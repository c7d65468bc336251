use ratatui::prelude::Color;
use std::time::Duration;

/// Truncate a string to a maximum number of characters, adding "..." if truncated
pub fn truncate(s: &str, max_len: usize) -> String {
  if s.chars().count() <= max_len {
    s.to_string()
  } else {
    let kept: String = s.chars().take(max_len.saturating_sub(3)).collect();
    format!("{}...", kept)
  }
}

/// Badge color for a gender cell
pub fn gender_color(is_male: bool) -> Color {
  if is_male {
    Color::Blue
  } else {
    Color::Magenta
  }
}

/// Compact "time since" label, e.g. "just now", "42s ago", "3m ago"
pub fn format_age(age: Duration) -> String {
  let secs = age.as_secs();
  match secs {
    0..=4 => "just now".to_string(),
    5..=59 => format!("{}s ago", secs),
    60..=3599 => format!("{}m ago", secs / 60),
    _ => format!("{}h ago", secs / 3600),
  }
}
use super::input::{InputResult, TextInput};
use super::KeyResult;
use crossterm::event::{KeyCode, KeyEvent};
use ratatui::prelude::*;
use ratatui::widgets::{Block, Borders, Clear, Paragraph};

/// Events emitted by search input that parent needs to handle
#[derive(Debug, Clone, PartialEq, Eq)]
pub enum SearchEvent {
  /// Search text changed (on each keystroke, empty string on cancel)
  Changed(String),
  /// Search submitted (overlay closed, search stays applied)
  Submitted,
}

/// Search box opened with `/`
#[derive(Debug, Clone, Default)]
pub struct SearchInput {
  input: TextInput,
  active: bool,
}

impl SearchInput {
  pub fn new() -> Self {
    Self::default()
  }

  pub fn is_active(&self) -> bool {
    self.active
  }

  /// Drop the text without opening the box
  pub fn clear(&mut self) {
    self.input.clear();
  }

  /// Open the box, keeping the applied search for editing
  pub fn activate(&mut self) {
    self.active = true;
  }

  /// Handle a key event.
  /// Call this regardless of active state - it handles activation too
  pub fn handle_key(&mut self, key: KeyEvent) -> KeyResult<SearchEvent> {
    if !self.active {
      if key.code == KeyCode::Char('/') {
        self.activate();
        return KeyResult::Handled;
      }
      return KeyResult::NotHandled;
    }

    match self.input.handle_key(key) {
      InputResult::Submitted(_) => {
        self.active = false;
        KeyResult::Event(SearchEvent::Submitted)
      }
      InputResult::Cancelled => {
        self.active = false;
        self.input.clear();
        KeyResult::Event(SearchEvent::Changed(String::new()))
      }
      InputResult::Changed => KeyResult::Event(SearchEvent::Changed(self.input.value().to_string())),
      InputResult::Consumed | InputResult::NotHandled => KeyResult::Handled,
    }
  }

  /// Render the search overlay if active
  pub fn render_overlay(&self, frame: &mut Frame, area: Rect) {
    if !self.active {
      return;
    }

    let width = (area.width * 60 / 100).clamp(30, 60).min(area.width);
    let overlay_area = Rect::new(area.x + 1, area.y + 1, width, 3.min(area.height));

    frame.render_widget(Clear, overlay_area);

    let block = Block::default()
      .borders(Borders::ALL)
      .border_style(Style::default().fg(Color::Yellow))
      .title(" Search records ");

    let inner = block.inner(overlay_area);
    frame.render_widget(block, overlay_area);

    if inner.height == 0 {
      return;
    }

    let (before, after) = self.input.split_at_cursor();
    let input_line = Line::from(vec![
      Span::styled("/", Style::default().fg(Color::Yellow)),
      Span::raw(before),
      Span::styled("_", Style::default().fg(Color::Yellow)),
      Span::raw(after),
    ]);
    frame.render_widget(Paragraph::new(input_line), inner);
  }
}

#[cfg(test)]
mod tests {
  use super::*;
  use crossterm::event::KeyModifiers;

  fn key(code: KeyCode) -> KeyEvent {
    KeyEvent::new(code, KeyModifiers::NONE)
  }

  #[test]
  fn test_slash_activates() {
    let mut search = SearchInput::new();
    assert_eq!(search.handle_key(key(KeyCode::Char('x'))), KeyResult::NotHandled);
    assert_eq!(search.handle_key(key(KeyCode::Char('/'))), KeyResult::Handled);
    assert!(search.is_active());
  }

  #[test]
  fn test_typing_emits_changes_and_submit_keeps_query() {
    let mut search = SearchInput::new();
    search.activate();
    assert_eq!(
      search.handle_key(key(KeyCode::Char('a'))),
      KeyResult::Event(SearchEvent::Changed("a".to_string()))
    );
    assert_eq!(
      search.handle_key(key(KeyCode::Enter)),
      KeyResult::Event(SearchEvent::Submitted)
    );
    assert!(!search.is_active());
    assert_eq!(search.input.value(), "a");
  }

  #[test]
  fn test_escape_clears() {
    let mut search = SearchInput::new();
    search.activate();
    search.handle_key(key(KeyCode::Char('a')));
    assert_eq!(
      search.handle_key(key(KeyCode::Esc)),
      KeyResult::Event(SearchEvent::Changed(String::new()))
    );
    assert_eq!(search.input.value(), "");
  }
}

══════════════════════════════

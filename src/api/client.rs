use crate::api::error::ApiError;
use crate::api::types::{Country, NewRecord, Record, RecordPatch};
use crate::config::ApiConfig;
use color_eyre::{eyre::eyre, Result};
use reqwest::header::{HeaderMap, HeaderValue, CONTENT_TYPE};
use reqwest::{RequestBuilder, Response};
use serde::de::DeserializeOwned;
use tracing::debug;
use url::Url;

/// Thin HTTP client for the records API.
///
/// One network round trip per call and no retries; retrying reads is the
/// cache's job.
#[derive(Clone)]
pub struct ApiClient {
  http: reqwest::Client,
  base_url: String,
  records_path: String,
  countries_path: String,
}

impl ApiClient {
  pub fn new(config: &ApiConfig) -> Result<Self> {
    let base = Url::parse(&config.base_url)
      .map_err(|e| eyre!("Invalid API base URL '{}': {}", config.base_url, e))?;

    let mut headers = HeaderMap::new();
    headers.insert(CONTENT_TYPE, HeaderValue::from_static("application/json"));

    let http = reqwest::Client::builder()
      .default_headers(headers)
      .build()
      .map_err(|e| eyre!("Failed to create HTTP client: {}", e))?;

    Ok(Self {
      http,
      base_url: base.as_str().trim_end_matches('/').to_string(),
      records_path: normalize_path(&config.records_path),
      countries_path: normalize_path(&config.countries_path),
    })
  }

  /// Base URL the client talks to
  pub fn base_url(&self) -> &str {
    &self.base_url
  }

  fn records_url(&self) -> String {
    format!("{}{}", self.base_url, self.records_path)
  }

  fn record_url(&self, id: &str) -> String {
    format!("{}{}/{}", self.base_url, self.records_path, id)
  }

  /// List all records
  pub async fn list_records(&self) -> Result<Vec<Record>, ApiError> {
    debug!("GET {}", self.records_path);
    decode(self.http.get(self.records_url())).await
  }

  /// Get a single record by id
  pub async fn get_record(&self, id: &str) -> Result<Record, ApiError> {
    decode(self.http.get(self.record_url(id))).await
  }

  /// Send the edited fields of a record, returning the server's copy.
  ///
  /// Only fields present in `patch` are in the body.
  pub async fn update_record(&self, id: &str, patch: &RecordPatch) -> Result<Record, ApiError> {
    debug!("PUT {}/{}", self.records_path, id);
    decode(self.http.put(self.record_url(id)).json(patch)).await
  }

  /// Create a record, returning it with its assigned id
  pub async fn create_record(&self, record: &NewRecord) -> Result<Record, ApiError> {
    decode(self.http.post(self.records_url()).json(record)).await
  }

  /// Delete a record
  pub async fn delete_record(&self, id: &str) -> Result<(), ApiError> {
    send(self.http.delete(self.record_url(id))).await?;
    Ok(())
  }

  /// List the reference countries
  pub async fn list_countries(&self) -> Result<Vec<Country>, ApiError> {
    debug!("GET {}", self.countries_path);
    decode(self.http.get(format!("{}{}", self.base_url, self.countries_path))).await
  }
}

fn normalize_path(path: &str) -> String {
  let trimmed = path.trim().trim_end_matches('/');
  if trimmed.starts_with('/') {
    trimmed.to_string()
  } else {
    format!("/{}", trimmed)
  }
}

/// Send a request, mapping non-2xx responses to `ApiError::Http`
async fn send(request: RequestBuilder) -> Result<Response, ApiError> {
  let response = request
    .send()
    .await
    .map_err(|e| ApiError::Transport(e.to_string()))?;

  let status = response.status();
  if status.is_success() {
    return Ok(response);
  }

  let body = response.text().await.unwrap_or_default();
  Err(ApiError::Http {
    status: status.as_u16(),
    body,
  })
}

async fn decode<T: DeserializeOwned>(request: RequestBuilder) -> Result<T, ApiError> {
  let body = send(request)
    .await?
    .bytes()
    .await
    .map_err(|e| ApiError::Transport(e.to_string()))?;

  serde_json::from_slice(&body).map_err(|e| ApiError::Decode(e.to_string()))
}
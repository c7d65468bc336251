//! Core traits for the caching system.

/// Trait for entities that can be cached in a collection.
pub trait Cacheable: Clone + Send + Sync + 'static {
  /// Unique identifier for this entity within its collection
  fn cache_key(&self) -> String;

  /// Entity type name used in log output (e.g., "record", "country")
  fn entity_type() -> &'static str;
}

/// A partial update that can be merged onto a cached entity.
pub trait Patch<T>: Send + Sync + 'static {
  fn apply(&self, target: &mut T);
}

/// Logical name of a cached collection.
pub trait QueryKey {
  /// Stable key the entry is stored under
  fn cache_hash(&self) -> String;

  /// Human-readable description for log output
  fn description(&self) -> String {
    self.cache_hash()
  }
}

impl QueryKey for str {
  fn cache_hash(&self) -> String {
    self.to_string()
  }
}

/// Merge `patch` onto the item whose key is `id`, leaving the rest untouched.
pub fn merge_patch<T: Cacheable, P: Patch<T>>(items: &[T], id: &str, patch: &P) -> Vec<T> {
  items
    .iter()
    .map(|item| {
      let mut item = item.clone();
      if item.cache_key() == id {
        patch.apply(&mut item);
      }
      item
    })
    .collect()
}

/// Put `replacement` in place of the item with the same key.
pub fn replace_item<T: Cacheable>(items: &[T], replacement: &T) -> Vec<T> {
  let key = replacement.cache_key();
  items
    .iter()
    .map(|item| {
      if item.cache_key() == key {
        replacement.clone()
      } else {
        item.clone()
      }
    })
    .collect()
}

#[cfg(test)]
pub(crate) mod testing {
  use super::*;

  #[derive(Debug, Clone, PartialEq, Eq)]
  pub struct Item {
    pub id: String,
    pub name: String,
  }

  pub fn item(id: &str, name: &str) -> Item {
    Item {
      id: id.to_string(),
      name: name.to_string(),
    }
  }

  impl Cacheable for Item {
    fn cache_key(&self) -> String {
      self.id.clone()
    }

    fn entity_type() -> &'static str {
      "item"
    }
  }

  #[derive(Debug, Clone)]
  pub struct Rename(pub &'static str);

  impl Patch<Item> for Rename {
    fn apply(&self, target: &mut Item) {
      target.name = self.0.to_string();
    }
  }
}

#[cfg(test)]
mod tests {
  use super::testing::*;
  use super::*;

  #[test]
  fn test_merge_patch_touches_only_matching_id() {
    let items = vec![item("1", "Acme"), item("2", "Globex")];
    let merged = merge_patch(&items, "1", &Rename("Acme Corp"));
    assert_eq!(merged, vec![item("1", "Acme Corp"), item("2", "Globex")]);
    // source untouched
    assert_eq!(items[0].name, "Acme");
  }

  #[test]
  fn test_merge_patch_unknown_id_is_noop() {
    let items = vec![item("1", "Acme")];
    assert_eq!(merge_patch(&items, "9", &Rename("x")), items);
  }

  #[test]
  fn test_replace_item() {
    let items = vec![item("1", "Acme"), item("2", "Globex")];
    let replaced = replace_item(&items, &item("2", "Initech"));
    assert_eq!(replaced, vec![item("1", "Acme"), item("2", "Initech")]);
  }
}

══════════════════════════════

#### EXERCISE AIM
In the data, find how many lines hold the string "async", and answer with the number only.

#### REPLY TO THE EXERCISE
8